Appellant's informal brief presents the following question:

Did the Circuit Court err when the court denied Appellant's Petition for Writ of Actual Innocence without a hearing subsequent to the amended order of the Honorable Judge Cotton granting Appellant a hearing, when Appellant met the pleading requirements of § 8-301/4-332 for a hearing to be held and relief granted based on the newly discovered evidence?

Did the circuit court err in denying Appellant's petition for writ of actual innocence without a hearing when Appellant met the pleading requirements of the applicable statute and rule?

Because the circuit court did not err in denying the petition without a hearing, we affirm.

BACKGROUND

We quote our unreported opinion in Appellant's direct appeal for background concerning the crimes:

The victim, Dr.
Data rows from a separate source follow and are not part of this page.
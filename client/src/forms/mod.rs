//! Dialog forms: field values plus the validation each dialog applies on
//! save.
//!
//! A form turns raw input into a document value or a [`ValidationError`]
//! whose text is shown in the error banner. Forms never touch the document
//! or the network; the editor and dashboard apply what they produce.

pub mod auth;
pub mod element;
pub mod presentation;

pub use auth::{LoginForm, RegisterForm};
pub use element::{CodeForm, ImageForm, TextBoxForm, VideoForm, insert_tab};
pub use presentation::{BackgroundForm, NewPresentationForm, ThumbnailForm, TitleForm};

use deck::Size;
use deck::consts::PERCENT_MAX;
use deck::elements::ElementPatch;

use crate::error::ValidationError;

fn in_range(value: f64) -> bool {
    (0.0..=PERCENT_MAX).contains(&value)
}

/// Both dimensions must lie in `0..=100` percent.
fn checked_size(width: f64, height: f64, error: ValidationError) -> Result<Size, ValidationError> {
    if in_range(width) && in_range(height) { Ok(Size::new(width, height)) } else { Err(error) }
}

/// A direct geometry edit: every present coordinate must lie in `0..=100`
/// percent.
///
/// # Errors
///
/// `ElementPosition` for an out-of-range position, `ElementSize` for an
/// out-of-range size.
pub fn checked_patch(patch: ElementPatch) -> Result<ElementPatch, ValidationError> {
    if let Some(position) = patch.position
        && !(in_range(position.x) && in_range(position.y))
    {
        return Err(ValidationError::ElementPosition);
    }
    if let Some(size) = patch.size {
        checked_size(size.width, size.height, ValidationError::ElementSize)?;
    }
    Ok(patch)
}

#[cfg(test)]
#[path = "mod_test.rs"]
mod mod_test;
Thomas Arthur Gay, was shot in the driveway of his home in Mitchellville. The State presented evidence that [Appellant] and another man, Chris Kargbo, approached Dr. Gay as he got out of his car at about 10:30 P.M. on July 22, 2003. One of the two men shot Dr. Gay in the face. They took his wallet, then left him lying in the driveway. Dr. Gay died from the injury three days later.
After the shooting, [Appellant] and Kargbo went to the nearby home of a friend, Usman Taiwo, and asked to use his computer. [Appellant] and Kargbo had Dr. Gay's wallet with them. Over the next several hours, [Appellant], Kargbo, and Taiwo purchased numerous items from internet sites using one of Dr. Gay's credit cards. They designated a fictitious person as the purchaser and listed the address next door to Taiwo's home as the delivery address.
Police were able to trace the internet purchases to Taiwo's home. They obtained a search warrant and went to Taiwo's home at a time when Taiwo was not there. [Appellant] and Kargbo alerted Taiwo by cell phone that the police were at his home and warned him not to go there. Taiwo did so anyway and ultimately cooperated with the police. Thereafter, the police were unable at first to locate [Appellant] and Kargbo. The men were eventually found in Louisiana and were arrested and charged in the case.
Royal v. State, supra, slip op. at 1-2.

At trial, Appellant did not testify, but his trial counsel acknowledged that he had been in possession of Dr. Gay's credit card and had used it to make unauthorized purchases on the internet. Moreover, it was uncontroverted that Appellant had done so during a three-hour time period, beginning approximately forty-five minutes after the shooting.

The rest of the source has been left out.